Cyberattacks on the rise, businesses are already planning for catastrophic quantum intrusions.

Story Highlights
  • Although it is still a very new field of study, companies ranging from Google to IBM predict quantum computing will become a reality within the next decade.
  • Arqit, a startup based in the United Kingdom, is discreetly preparing businesses for assaults in the age of quantum computing.
  • Quantum computers will be able to do specialised jobs far quicker than conventional machines, which may pose a challenge to today's encryption standards.

LONDON: Arqit, a little-known British firm, is discreetly preparing corporations and governments for what it views as the next major danger to their cyber defences: quantum computers.

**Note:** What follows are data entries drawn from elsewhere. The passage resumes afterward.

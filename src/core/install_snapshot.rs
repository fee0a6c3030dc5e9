//! InstallRequest handling: receiving a snapshot streamed by the leader.

use tokio::io::AsyncWriteExt;

use crate::core::RaftCore;
use crate::core::Role;
use crate::core::SnapshotState;
use crate::core::UpdateCurrentLeader;
use crate::error::RaftError;
use crate::error::RaftResult;
use crate::network::RaftNetwork;
use crate::raft::InstallRequest;
use crate::raft::InstallResponse;
use crate::state_machine::SnapshotMeta;
use crate::state_machine::StateMachine;
use crate::MessageSummary;
use crate::Update;

impl<N: RaftNetwork, M: StateMachine> RaftCore<N, M> {
    /// Handle an InstallRequest carrying a chunk of the leader's snapshot (§7).
    ///
    /// Chunks must arrive contiguously; the response's `next_offset` is authoritative,
    /// so a receiver seeing a gap answers with the offset it expects instead of failing
    /// the stream, and 0 demands a restart. The stream identity is the snapshot's
    /// `(index, term)` pair.
    #[tracing::instrument(level = "debug", skip(self, req), fields(req = %req.summary()))]
    pub(super) async fn handle_install_request(&mut self, req: InstallRequest) -> RaftResult<InstallResponse> {
        if req.term < self.current_term {
            return Ok(InstallResponse {
                term: self.current_term,
                next_offset: 0,
            });
        }

        self.update_next_election_timeout(true);

        let mut report_metrics = false;
        if req.term > self.current_term {
            self.update_current_term(req.term, None);
            self.save_hard_state().await?;
            report_metrics = true;
        }
        if self.current_leader != Some(req.leader) {
            self.update_current_leader(UpdateCurrentLeader::OtherNode(req.leader));
            report_metrics = true;
        }
        if matches!(self.target_role, Role::Candidate | Role::Leader) {
            self.set_target_role(Role::Follower);
            report_metrics = true;
        }
        if report_metrics {
            self.report_metrics(Update::Ignore);
        }

        let id = SnapshotMeta {
            index: req.snapshot_index,
            term: req.snapshot_term,
        };

        match self.snapshot_state.take() {
            None => self.begin_installing_snapshot(req, id).await,
            Some(SnapshotState::Snapshotting { handle, .. }) => {
                // Installation from the leader preempts a local snapshot job.
                handle.abort();
                self.begin_installing_snapshot(req, id).await
            }
            Some(SnapshotState::Streaming { offset, id: current, snapshot }) => {
                if current == id {
                    if req.offset != offset {
                        // Out of order; point the leader at the resume offset.
                        self.snapshot_state = Some(SnapshotState::Streaming {
                            offset,
                            id: current,
                            snapshot,
                        });
                        return Ok(InstallResponse {
                            term: self.current_term,
                            next_offset: offset,
                        });
                    }
                    return self.continue_installing_snapshot(req, offset, id, snapshot).await;
                }
                if req.offset == 0 {
                    // A different snapshot from scratch replaces the current stream.
                    return self.begin_installing_snapshot(req, id).await;
                }
                // Mid-stream chunk of an unknown snapshot; demand a restart.
                Ok(InstallResponse {
                    term: self.current_term,
                    next_offset: 0,
                })
            }
        }
    }

    #[tracing::instrument(level = "debug", skip(self, req, id))]
    async fn begin_installing_snapshot(
        &mut self,
        req: InstallRequest,
        id: SnapshotMeta,
    ) -> RaftResult<InstallResponse> {
        if req.offset > 0 {
            return Ok(InstallResponse {
                term: self.current_term,
                next_offset: 0,
            });
        }

        let mut snapshot =
            self.state_machine.begin_receiving_snapshot().await.map_err(|err| self.map_fatal_storage_error(err))?;
        snapshot.as_mut().write_all(&req.data).await.map_err(|err| RaftError::Storage(err.into()))?;
        let next_offset = req.data.len() as u64;

        if req.complete {
            self.finalize_snapshot_installation(id, snapshot).await?;
            return Ok(InstallResponse {
                term: self.current_term,
                next_offset,
            });
        }

        self.snapshot_state = Some(SnapshotState::Streaming {
            offset: next_offset,
            id,
            snapshot,
        });
        Ok(InstallResponse {
            term: self.current_term,
            next_offset,
        })
    }

    #[tracing::instrument(level = "debug", skip(self, req, id, snapshot))]
    async fn continue_installing_snapshot(
        &mut self,
        req: InstallRequest,
        mut offset: u64,
        id: SnapshotMeta,
        mut snapshot: Box<M::SnapshotData>,
    ) -> RaftResult<InstallResponse> {
        if let Err(err) = snapshot.as_mut().write_all(&req.data).await {
            self.snapshot_state = Some(SnapshotState::Streaming { offset, id, snapshot });
            return Err(RaftError::Storage(err.into()));
        }
        offset += req.data.len() as u64;

        if req.complete {
            self.finalize_snapshot_installation(id, snapshot).await?;
        } else {
            self.snapshot_state = Some(SnapshotState::Streaming { offset, id, snapshot });
        }
        Ok(InstallResponse {
            term: self.current_term,
            next_offset: offset,
        })
    }

    /// Finalize the installation of a fully received snapshot.
    ///
    /// The state machine swaps in the snapshot contents; the log keeps any suffix which
    /// agrees with the snapshot boundary and is otherwise restarted beyond it.
    #[tracing::instrument(level = "debug", skip(self, snapshot), fields(snapshot = %id.log_id()))]
    async fn finalize_snapshot_installation(
        &mut self,
        id: SnapshotMeta,
        mut snapshot: Box<M::SnapshotData>,
    ) -> RaftResult<()> {
        snapshot.as_mut().shutdown().await.map_err(|err| self.map_fatal_storage_error(err.into()))?;
        self.state_machine
            .install_snapshot(&id, snapshot)
            .await
            .map_err(|err| self.map_fatal_storage_error(err))?;

        let boundary = id.log_id();
        match self.log.term_at(boundary.index).await {
            Some(term) if term == boundary.term => {
                self.log.commit(boundary.index).await;
                self.log.compact(boundary.index).await.map_err(|err| self.map_fatal_storage_error(err.into()))?;
            }
            _ => {
                self.log.reset(boundary).await.map_err(|err| self.map_fatal_storage_error(err.into()))?;
                self.last_log_id = boundary;
            }
        }
        if self.last_log_id.index < boundary.index {
            self.last_log_id = boundary;
        }
        self.last_applied = boundary;
        self.snapshot_last_log_id = boundary;
        if boundary.index > self.commit_index {
            self.commit_index = boundary.index;
            if self.first_commit_index.is_none() {
                self.first_commit_index = Some(boundary.index);
            }
        }
        self.report_metrics(Update::Ignore);
        tracing::info!(snapshot = %boundary, "snapshot installed");
        Ok(())
    }
}
//! Raft runtime configuration.

use rand::thread_rng;
use rand::Rng;
use serde::Deserialize;
use serde::Serialize;
use thiserror::Error;

/// Default heartbeat interval in milliseconds.
const DEFAULT_HEARTBEAT_INTERVAL: u64 = 150;
/// Default election timeout, as a multiple of the heartbeat interval.
const DEFAULT_ELECTION_TIMEOUT_FACTOR: u64 = 5;
/// Default session timeout, as a multiple of the heartbeat interval.
const DEFAULT_SESSION_TIMEOUT_FACTOR: u64 = 20;
/// Default maximum number of entries per AppendRequest payload.
const DEFAULT_MAX_PAYLOAD_ENTRIES: u64 = 300;
/// Default snapshot chunk size (3 MiB).
const DEFAULT_SNAPSHOT_MAX_CHUNK_SIZE: u64 = 3 * 1024 * 1024;
/// Default timeout for sending a single snapshot chunk, in milliseconds.
const DEFAULT_INSTALL_SNAPSHOT_TIMEOUT: u64 = 200;

/// Log compaction policy.
#[derive(Clone, Debug, PartialEq, Eq, Serialize, Deserialize)]
pub enum SnapshotPolicy {
    /// Snapshot the state machine once it has applied the given number of entries since
    /// the last snapshot.
    LogsSinceLast(u64),
}

impl Default for SnapshotPolicy {
    fn default() -> Self {
        Self::LogsSinceLast(5000)
    }
}

/// The runtime configuration of a Raft node.
///
/// Returned from [`ConfigBuilder::validate`]; construct via [`Config::build`].
#[derive(Clone, Debug, Serialize, Deserialize)]
pub struct Config {
    /// The application specific name of this Raft cluster.
    pub cluster_name: String,
    /// The interval at which leaders send heartbeats to followers, in milliseconds.
    pub heartbeat_interval: u64,
    /// The lower bound of the election timeout, in milliseconds.
    ///
    /// The effective timeout is drawn uniformly from `[election_timeout, 2 * election_timeout)`
    /// each time the timer is armed.
    pub election_timeout: u64,
    /// The interval after which an inactive client session expires, in milliseconds.
    pub session_timeout: u64,
    /// The maximum number of entries per AppendRequest payload.
    pub max_payload_entries: u64,
    /// The distance behind in log replication at which a follower is brought back up to
    /// speed via storage reads instead of the live replication buffer.
    pub replication_lag_threshold: u64,
    /// The snapshot policy to use for log compaction.
    pub snapshot_policy: SnapshotPolicy,
    /// The maximum snapshot chunk size, in bytes.
    pub snapshot_max_chunk_size: u64,
    /// The timeout for sending a single snapshot chunk, in milliseconds.
    pub install_snapshot_timeout: u64,
}

impl Config {
    /// Start the builder process for a new `Config` instance.
    pub fn build(cluster_name: String) -> ConfigBuilder {
        ConfigBuilder {
            cluster_name,
            heartbeat_interval: None,
            election_timeout: None,
            session_timeout: None,
            max_payload_entries: None,
            replication_lag_threshold: None,
            snapshot_policy: None,
            snapshot_max_chunk_size: None,
            install_snapshot_timeout: None,
        }
    }

    /// Generate a new random election timeout within the configured band, in milliseconds.
    pub fn new_rand_election_timeout(&self) -> u64 {
        thread_rng().gen_range(self.election_timeout..self.election_timeout * 2)
    }
}

/// A configuration builder.
pub struct ConfigBuilder {
    cluster_name: String,
    heartbeat_interval: Option<u64>,
    election_timeout: Option<u64>,
    session_timeout: Option<u64>,
    max_payload_entries: Option<u64>,
    replication_lag_threshold: Option<u64>,
    snapshot_policy: Option<SnapshotPolicy>,
    snapshot_max_chunk_size: Option<u64>,
    install_snapshot_timeout: Option<u64>,
}

impl ConfigBuilder {
    /// Set the heartbeat interval, in milliseconds.
    pub fn heartbeat_interval(mut self, val: u64) -> Self {
        self.heartbeat_interval = Some(val);
        self
    }

    /// Set the base election timeout, in milliseconds.
    pub fn election_timeout(mut self, val: u64) -> Self {
        self.election_timeout = Some(val);
        self
    }

    /// Set the session timeout, in milliseconds.
    pub fn session_timeout(mut self, val: u64) -> Self {
        self.session_timeout = Some(val);
        self
    }

    /// Set the maximum number of entries per AppendRequest payload.
    pub fn max_payload_entries(mut self, val: u64) -> Self {
        self.max_payload_entries = Some(val);
        self
    }

    /// Set the replication lag threshold.
    pub fn replication_lag_threshold(mut self, val: u64) -> Self {
        self.replication_lag_threshold = Some(val);
        self
    }

    /// Set the snapshot policy.
    pub fn snapshot_policy(mut self, val: SnapshotPolicy) -> Self {
        self.snapshot_policy = Some(val);
        self
    }

    /// Set the maximum snapshot chunk size, in bytes.
    pub fn snapshot_max_chunk_size(mut self, val: u64) -> Self {
        self.snapshot_max_chunk_size = Some(val);
        self
    }

    /// Set the per-chunk snapshot send timeout, in milliseconds.
    pub fn install_snapshot_timeout(mut self, val: u64) -> Self {
        self.install_snapshot_timeout = Some(val);
        self
    }

    /// Validate the state of this builder, returning a config instance if valid.
    pub fn validate(self) -> Result<Config, ConfigError> {
        let heartbeat_interval = self.heartbeat_interval.unwrap_or(DEFAULT_HEARTBEAT_INTERVAL);
        let election_timeout =
            self.election_timeout.unwrap_or(heartbeat_interval * DEFAULT_ELECTION_TIMEOUT_FACTOR);
        let session_timeout =
            self.session_timeout.unwrap_or(heartbeat_interval * DEFAULT_SESSION_TIMEOUT_FACTOR);
        if heartbeat_interval == 0 {
            return Err(ConfigError::InvalidHeartbeatInterval);
        }
        if election_timeout < heartbeat_interval * 2 {
            return Err(ConfigError::InvalidElectionTimeout);
        }
        if session_timeout < election_timeout {
            return Err(ConfigError::InvalidSessionTimeout);
        }
        let max_payload_entries = self.max_payload_entries.unwrap_or(DEFAULT_MAX_PAYLOAD_ENTRIES);
        if max_payload_entries == 0 {
            return Err(ConfigError::MaxPayloadEntriesTooSmall);
        }
        Ok(Config {
            cluster_name: self.cluster_name,
            heartbeat_interval,
            election_timeout,
            session_timeout,
            max_payload_entries,
            replication_lag_threshold: self.replication_lag_threshold.unwrap_or(1000),
            snapshot_policy: self.snapshot_policy.unwrap_or_default(),
            snapshot_max_chunk_size: self.snapshot_max_chunk_size.unwrap_or(DEFAULT_SNAPSHOT_MAX_CHUNK_SIZE),
            install_snapshot_timeout: self.install_snapshot_timeout.unwrap_or(DEFAULT_INSTALL_SNAPSHOT_TIMEOUT),
        })
    }
}

/// A configuration error.
#[derive(Debug, Error, PartialEq, Eq)]
pub enum ConfigError {
    #[error("heartbeat interval must be greater than 0")]
    InvalidHeartbeatInterval,
    #[error("election timeout must be at least twice the heartbeat interval")]
    InvalidElectionTimeout,
    #[error("session timeout must not be less than the election timeout")]
    InvalidSessionTimeout,
    #[error("max payload entries must be greater than 0")]
    MaxPayloadEntriesTooSmall,
}

#[cfg(test)]
mod tests {
    use super::*;

    #[test]
    fn defaults_validate() {
        let cfg = Config::build("test".into()).validate().unwrap();
        assert_eq!(cfg.heartbeat_interval, 150);
        assert_eq!(cfg.election_timeout, 750);
    }

    #[test]
    fn rand_election_timeout_stays_in_band() {
        let cfg = Config::build("test".into()).validate().unwrap();
        for _ in 0..100 {
            let t = cfg.new_rand_election_timeout();
            assert!(t >= cfg.election_timeout && t < cfg.election_timeout * 2);
        }
    }

    #[test]
    fn rejects_tight_election_timeout() {
        let res = Config::build("test".into()).heartbeat_interval(100).election_timeout(150).validate();
        assert_eq!(res.unwrap_err(), ConfigError::InvalidElectionTimeout);
    }
}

Although it is still a very new field of study, several in the IT sector, including Google, Microsoft, and IBM, predict quantum computing will become a reality within the next decade. This might be worrisome for enterprises’ cybersecurity.

According to David Williams, co-founder and chairman of Arqit, quantum computers will be several million times quicker than conventional computers and will be capable of breaking into one of the most extensively used cryptographic techniques.

Customers of Arqit, which is aiming to go public through a combination with a blank-check firm, include BT, Sumitomo Corporation, the British government, and the European Space Agency. Some of its members formerly worked for the United Kingdom’s intelligence organisation, GCHQ. The company only recently emerged from “stealth mode,” a brief condition of secrecy, and its stock market debut couldn’t come at a better moment.

Quantum computing strives to apply the concepts of quantum physics to computers. Quantum physics is a branch of study that strives to describe the universe at the level of atoms and subatomic particles.

Unlike today’s computers, which utilise ones and zeroes to store information, a quantum computer uses quantum bits, or qubits, which can consist of a mix of ones and zeroes at the same time, a phenomenon known in the field as superposition. These qubits can also be joined together by a process known as entanglement.